Our clients range from fintechs to museums, from new kids on the block to old hats, from solo operators to multinationals.

Each project is as different as each client, but they all start the same way – with a good question. Here are a few of our favourite questions:

Samples of our work depicted on a smart phone and tablet.

How can we make a lot of information easier to read and easier to manage?

Payments NZ

An ongoing digital partnership.

Payments NZ approached us with an age-old problem: they have a lot of information to share but it was hard to manage, even harder to sift through, and sometimes difficult to take meaning from. We started this project by working through a site structure and content plan that not only made sense of everything Payments NZ had already created but made room for more content in the future.

We then created a single user interface design system that would work gracefully across both publicly available content and the members areas of the site. Finally, we blurred the lines between different pieces of functionality, and hid the boundaries between each third-party technology, to create a consistent and straightforward experience from end to end.


How can we reduce the time it takes to get the right person into the right job?


A data-driven startup.

In a joint venture with DOT loves data and EightyOne, we created a new way for temp workers to find jobs that not only match their skills, but their interests and lifestyle. Our research uncovered a growing trend in the gig economy: businesses want more than just hard-skills and employees are after more than just a paycheque.

We designed and built a platform around DOT’s data-smarts which connect people to jobs based on more than just their skills or work history. Even better, these data models are running all day, every day. A notification is delivered when a job hunter is matched to a job, saving time for everyone.

How can we turn a huge collection of art into a public conversation?

Te Papa

An interactive installation.

Te Papa wanted to encourage museum visitors to engage with their art collection while the art gallery was closed for renovations. The outcome was Art Wall; an interactive installation that visitors can use to access hundreds of artworks and to share their favourite piece next to a comment on why they chose it.

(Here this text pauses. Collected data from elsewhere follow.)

//! Prometheus text exposition format.
//!
//! Renders a metrics report into the Prometheus text exposition format
//! for scraping by a Prometheus server or compatible agent.

use std::fmt::Write;

use loadpilot_state::ResourceType;

use crate::report::{ComponentReport, MetricsReport};

/// Render a metrics report into Prometheus text format.
///
/// Per-component gauges carry a `component` label; utilization and
/// allocation add a `resource` label.
pub fn render_prometheus(report: &MetricsReport) -> String {
    let mut out = String::new();
    let components = &report.components;

    gauge(&mut out, "loadpilot_component_load_percent", "Running tasks as a percent of capacity.", components, |c| {
        format!("{:.2}", c.load_percent)
    });
    gauge(&mut out, "loadpilot_component_current_tasks", "Tasks currently running.", components, |c| {
        c.current_tasks.to_string()
    });
    gauge(&mut out, "loadpilot_component_success_rate", "Success rate in percent.", components, |c| {
        format!("{:.2}", c.success_rate)
    });
    gauge(&mut out, "loadpilot_component_latency_ms", "Smoothed request latency in milliseconds.", components, |c| {
        format!("{:.2}", c.avg_latency_ms)
    });
    gauge(&mut out, "loadpilot_component_throughput", "Completions per second.", components, |c| {
        format!("{:.4}", c.throughput)
    });
    gauge(&mut out, "loadpilot_component_healthy", "1 if the component accepts work.", components, |c| {
        u8::from(c.status.accepts_work()).to_string()
    });

    out.push_str("# HELP loadpilot_component_utilization_percent Resource utilization in percent.\n");
    out.push_str("# TYPE loadpilot_component_utilization_percent gauge\n");
    for c in components {
        for resource in ResourceType::ALL {
            let _ = writeln!(
                out,
                "loadpilot_component_utilization_percent{{component=\"{}\",resource=\"{}\"}} {:.2}",
                c.component,
                resource,
                c.resource_utilization.get(resource)
            );
        }
    }

    out.push_str("# HELP loadpilot_component_allocation Allocated resource units.\n");
    out.push_str("# TYPE loadpilot_component_allocation gauge\n");
    for c in components {
        for resource in ResourceType::ALL {
            let _ = writeln!(
                out,
                "loadpilot_component_allocation{{component=\"{}\",resource=\"{}\"}} {:.3}",
                c.component,
                resource,
                c.allocation.get(resource)
            );
        }
    }

    let s = &report.system;
    out.push_str("# HELP loadpilot_queue_depth Requests waiting in the queue.\n");
    out.push_str("# TYPE loadpilot_queue_depth gauge\n");
    let _ = writeln!(out, "loadpilot_queue_depth {}", s.queue_depth);

    out.push_str("# HELP loadpilot_load_distribution_score Evenness of load across components (0-100).\n");
    out.push_str("# TYPE loadpilot_load_distribution_score gauge\n");
    let _ = writeln!(out, "loadpilot_load_distribution_score {:.2}", s.load_distribution_score);

    out.push_str("# HELP loadpilot_active_algorithm Currently active load-balancing algorithm.\n");
    out.push_str("# TYPE loadpilot_active_algorithm gauge\n");
    let _ = writeln!(
        out,
        "loadpilot_active_algorithm{{algorithm=\"{}\"}} 1",
        s.active_algorithm
    );

    out.push_str("# HELP loadpilot_requests_total Requests by final outcome.\n");
    out.push_str("# TYPE loadpilot_requests_total counter\n");
    for (outcome, value) in [
        ("succeeded", s.processor.succeeded),
        ("failed", s.processor.failed),
        ("rejected", s.processor.rejected),
        ("shed", s.processor.shed),
    ] {
        let _ = writeln!(out, "loadpilot_requests_total{{outcome=\"{outcome}\"}} {value}");
    }

    out
}

fn gauge<F>(out: &mut String, name: &str, help: &str, components: &[ComponentReport], value: F)
where
    F: Fn(&ComponentReport) -> String,
{
    let _ = writeln!(out, "# HELP {name} {help}");
    let _ = writeln!(out, "# TYPE {name} gauge");
    for c in components {
        let _ = writeln!(out, "{name}{{component=\"{}\"}} {}", c.component, value(c));
    }
}
//! Algorithm optimizer — switches the active algorithm on evidence.
//!
//! Each tick samples how evenly load is spread across components and
//! credits the sample to the active algorithm, then compares the
//! composite score of every algorithm over its most recent outcomes,
//! among those with enough of them. The best one becomes active.
//! All-time counters are kept for reporting only, so a long good run
//! does not hide a current collapse.

use std::sync::Arc;
use std::time::Duration;

use tokio::sync::watch;
use tracing::{debug, info};

use loadpilot_metrics::load_distribution_score;
use loadpilot_state::{Algorithm, AlgorithmSwitch};

use crate::balancer::LoadBalancer;

pub struct AlgorithmOptimizer {
    balancer: Arc<LoadBalancer>,
    /// Algorithms need strictly more completed requests than this to be
    /// compared.
    min_samples: u64,
}

impl AlgorithmOptimizer {
    pub fn new(balancer: Arc<LoadBalancer>, min_samples: u64) -> Self {
        Self {
            balancer,
            min_samples,
        }
    }

    /// Score the current load spread and credit it to the active algorithm.
    pub async fn sample_distribution(&self) -> f64 {
        let loads: Vec<f64> = self
            .balancer
            .registry()
            .snapshot()
            .await
            .iter()
            .filter(|c| c.status.accepts_work())
            .map(|c| c.load_percent())
            .collect();
        let score = load_distribution_score(&loads);
        let active = self.balancer.active_algorithm().await;
        self.balancer.record_distribution(active, score).await;
        score
    }

    /// Switch to the best-scoring algorithm if it is not already active.
    pub async fn evaluate(&self) -> Option<AlgorithmSwitch> {
        let active = self.balancer.active_algorithm().await;
        let mut best: Option<(Algorithm, f64)> = None;
        for perf in self.balancer.recent_performance().await {
            if perf.total_requests <= self.min_samples {
                continue;
            }
            let score = perf.score();
            debug!(algorithm = %perf.algorithm, score, samples = perf.total_requests, "algorithm scored");
            // The active algorithm keeps its place on a tie.
            let better = match best {
                None => true,
                Some((b, s)) => score > s || (score == s && perf.algorithm == active && b != active),
            };
            if better {
                best = Some((perf.algorithm, score));
            }
        }

        let (winner, score) = best?;
        if !self.balancer.set_algorithm(winner, score).await {
            return None;
        }
        self.balancer.recent_switches().await.pop()
    }

    /// Run the optimizer loop until shutdown.
    pub async fn run(&self, interval: Duration, mut shutdown: watch::Receiver<bool>) {
        info!(interval_secs = interval.as_secs(), "algorithm optimizer started");

        loop {
            tokio::select! {
                _ = tokio::time::sleep(interval) => {
                    self.sample_distribution().await;
                    self.evaluate().await;
                }
                _ = shutdown.changed() => {
                    info!("algorithm optimizer shutting down");
                    break;
                }
            }
        }
    }
}
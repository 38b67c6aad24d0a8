//! loadpilot-metrics — observability for loadpilot components.
//!
//! Tracks per-component request outcomes (counts, smoothed latency,
//! throughput), abstracts where utilization readings come from, and
//! renders dashboard reports in Prometheus text format.
//!
//! # Architecture
//!
//! ```text
//! MetricsStore
//!   ├── record_completion() ← request processor, per finished request
//!   ├── get() / snapshot()  → load balancer, rule engine, dashboard
//!
//! MetricsSource (trait)
//!   ├── TaskLoadSource      → utilization derived from task load and allocation
//!   └── FixtureSource       → fixed readings for tests
//!
//! Prometheus exposition
//!   └── render_prometheus() → text/plain for /metrics endpoint
//! ```

pub mod collector;
pub mod prometheus;
pub mod report;
pub mod source;

pub use collector::MetricsStore;
pub use prometheus::render_prometheus;
pub use report::{
    ComponentReport, MetricsReport, ProcessorCounters, SystemReport, load_distribution_score,
};
pub use source::{FixtureSource, MetricsSource, TaskLoadSource};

We helped Te Papa create concepts, we built prototypes, and then tested them with visitors. We created a simple interface for browsing, sharing and commenting on art works and strapped together the technology that served it all up. The best part? Art Wall is now a long-term fixture in Te Papa’s new art gallery, Toi Art.

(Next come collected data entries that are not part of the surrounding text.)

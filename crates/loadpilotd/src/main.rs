//! loadpilotd — the loadpilot daemon.
//!
//! Single binary that assembles every loadpilot subsystem:
//! - Capacity registry and metrics store
//! - Load balancer, algorithm optimizer, request processor
//! - Health monitor and alerting
//! - Autoscaler (rule engine, decision engine, executor)
//! - State persistence (redb)
//! - REST API
//!
//! # Usage
//!
//! ```text
//! loadpilotd run --config loadpilot.toml --listen 0.0.0.0:8080
//! loadpilotd validate --config loadpilot.toml
//! ```

use std::net::SocketAddr;
use std::path::{Path, PathBuf};
use std::sync::Arc;

use anyhow::Context;
use clap::{Parser, Subcommand};
use tracing::{error, info, warn};

use loadpilot_autoscale::RuleEngine;
use loadpilot_controller::Controller;
use loadpilot_core::LoadPilotConfig;
use loadpilot_state::ComponentScalingPolicy;

const DEFAULT_FILTER: &str = "info,loadpilotd=debug,loadpilot_controller=debug";

#[derive(Parser)]
#[command(name = "loadpilotd", about = "loadpilot adaptive load balancing and autoscaling daemon")]
struct Cli {
    /// Emit logs as JSON lines.
    #[arg(long, global = true)]
    log_json: bool,

    #[command(subcommand)]
    command: Command,
}

#[derive(Subcommand)]
enum Command {
    /// Start the controller and the REST API.
    Run {
        /// Path to loadpilot.toml.
        #[arg(long, short, default_value = "loadpilot.toml")]
        config: PathBuf,

        /// Address the API listens on.
        #[arg(long, default_value = "0.0.0.0:8080")]
        listen: SocketAddr,
    },
    /// Check a configuration file without starting any loop.
    Validate {
        #[arg(long, short, default_value = "loadpilot.toml")]
        config: PathBuf,
    },
}

fn init_tracing(json: bool) {
    let filter = tracing_subscriber::EnvFilter::try_from_default_env()
        .unwrap_or_else(|_| tracing_subscriber::EnvFilter::new(DEFAULT_FILTER));
    let builder = tracing_subscriber::fmt().with_env_filter(filter);
    if json {
        builder.json().init();
    } else {
        builder.init();
    }
}

#[tokio::main]
async fn main() -> anyhow::Result<()> {
    let cli = Cli::parse();
    init_tracing(cli.log_json);

    match cli.command {
        Command::Run { config, listen } => run(&config, listen).await,
        Command::Validate { config } => validate(&config),
    }
}

fn load_config(path: &Path) -> anyhow::Result<LoadPilotConfig> {
    LoadPilotConfig::from_file(path)
        .with_context(|| format!("loading {}", path.display()))
}

fn validate(path: &Path) -> anyhow::Result<()> {
    let config = load_config(path)?;
    config.validate()?;

    let mut rules = RuleEngine::new();
    let mut disabled = 0;
    for component in &config.components {
        for e in rules.load_policy(&ComponentScalingPolicy::from_config(component)) {
            warn!(component = %component.id, error = %e, "rule will be disabled");
            disabled += 1;
        }
    }

    info!(
        path = %path.display(),
        components = config.components.len(),
        disabled_rules = disabled,
        "configuration valid"
    );
    Ok(())
}

async fn run(path: &Path, listen: SocketAddr) -> anyhow::Result<()> {
    info!("loadpilot daemon starting");

    let config = load_config(path)?;
    if let Some(ref state_path) = config.persistence.path {
        if let Some(dir) = state_path.parent().filter(|d| !d.as_os_str().is_empty()) {
            std::fs::create_dir_all(dir)?;
        }
    }

    // ── Initialize subsystems ──────────────────────────────────

    let controller = Arc::new(Controller::init(config).await?);
    controller.start().await?;

    // ── Start API server ───────────────────────────────────────

    let router = loadpilot_api::build_router(Arc::clone(&controller));
    info!(addr = %listen, "API server starting");
    let listener = tokio::net::TcpListener::bind(listen).await?;

    // Graceful shutdown on Ctrl-C.
    let server = axum::serve(listener, router).with_graceful_shutdown(async {
        if let Err(e) = tokio::signal::ctrl_c().await {
            error!(error = %e, "failed to listen for shutdown signal");
        }
        info!("shutdown signal received");
    });

    let served = server.await;

    // Stop the loops and persist final state even if the server failed.
    controller.shutdown().await;
    served?;

    info!("loadpilot daemon stopped");
    Ok(())
}
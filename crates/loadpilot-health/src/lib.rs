//! loadpilot-health — component health and alerting.
//!
//! # Architecture
//!
//! ```text
//! HealthMonitor (background loop)
//!   ├── ProbeFn per component → ProbeResult
//!   ├── HealthTracker (consecutive failures / recoveries)
//!   ├── CapacityRegistry::set_health (unhealthy → FAILED)
//!   └── Optional HealthCallback on status change
//!
//! AlertManager (shared, cheap to clone)
//!   ├── keyed by (component, alert type)
//!   ├── cooldown de-duplication of repeat raises
//!   └── auto-resolution into a bounded history
//! ```
//!
//! Probes are injectable. The default probe watches each component's
//! success rate over the requests completed since the previous probe, so
//! a component that was taken out of rotation gets a clean slate once
//! it stops failing.

pub mod alerts;
pub mod checker;
pub mod monitor;

pub use alerts::{AlertManager, RaiseOutcome, SYSTEM_COMPONENT, severity_for};
pub use checker::{HealthTracker, ProbeFn, ProbeFuture, ProbeResult, metrics_probe};
pub use monitor::{HealthCallback, HealthFuture, HealthMonitor};
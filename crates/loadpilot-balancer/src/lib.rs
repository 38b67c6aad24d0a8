//! loadpilot-balancer — request routing across components.
//!
//! Filters the registered components down to healthy candidates for a
//! request, then picks one with the active algorithm. The optimizer
//! tracks how each algorithm performs and switches the active one when
//! another has proven better.
//!
//! # Architecture
//!
//! ```text
//! LoadBalancer
//!   ├── CapacityRegistry + MetricsStore (read-only snapshot per selection)
//!   ├── candidate filter (status, health, avoid/prefer lists)
//!   ├── strategy (pure scoring over the candidate snapshot)
//!   │     round robin · weighted round robin · least connections ·
//!   │     least response time · resource · performance · adaptive
//!   └── per-algorithm performance counters (all-time and a rolling window)
//!
//! AlgorithmOptimizer (background loop)
//!   ├── samples load distribution for the active algorithm
//!   └── switches to the best-scoring algorithm with enough samples
//! ```

pub mod balancer;
pub mod optimizer;
pub mod round_robin;
pub mod strategy;

pub use balancer::{LoadBalancer, Selection};
pub use optimizer::AlgorithmOptimizer;
pub use round_robin::WorkloadCursors;
pub use strategy::{Candidate, WeightedTickets};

How can we improve the way local projects get funded?

The Divvy

A data visualisation and collaboration tool.

Wellington City Council came to us to help create a centralised resource for community project funding data. The goal was to improve transparency around charitable funding so communities can see where publicly-available money is going. This, in turn, makes applying for new project funding a simpler process.

We created a suite of flexible data visualisations and housed them inside a simple interface. An important design consideration for this site was the way new data sets can be added over time without bogging down the experience in layers of navigation.


How can we help a challenger brand find mainstream appeal?


A website with purpose.

Kin have a laser focus: to make recruitment better. Not just more effective, but a wholly nicer experience for everyone. They wanted a site that reflected this purpose. It had to be simple, personal, and the opposite of traditional. We worked in close collaboration with Kin as we created concepts and produced content to capture and tell their story.

Alongside the site design and content creation, we also produced a series of illustrations to better communicate some of the undertones of the Kin story. The Kin brand, as well as the inspiration for these illustrations, came courtesy of some excellent work by Ocean Design. We also set Kin up on the simplest content management system we could find – Wagtail.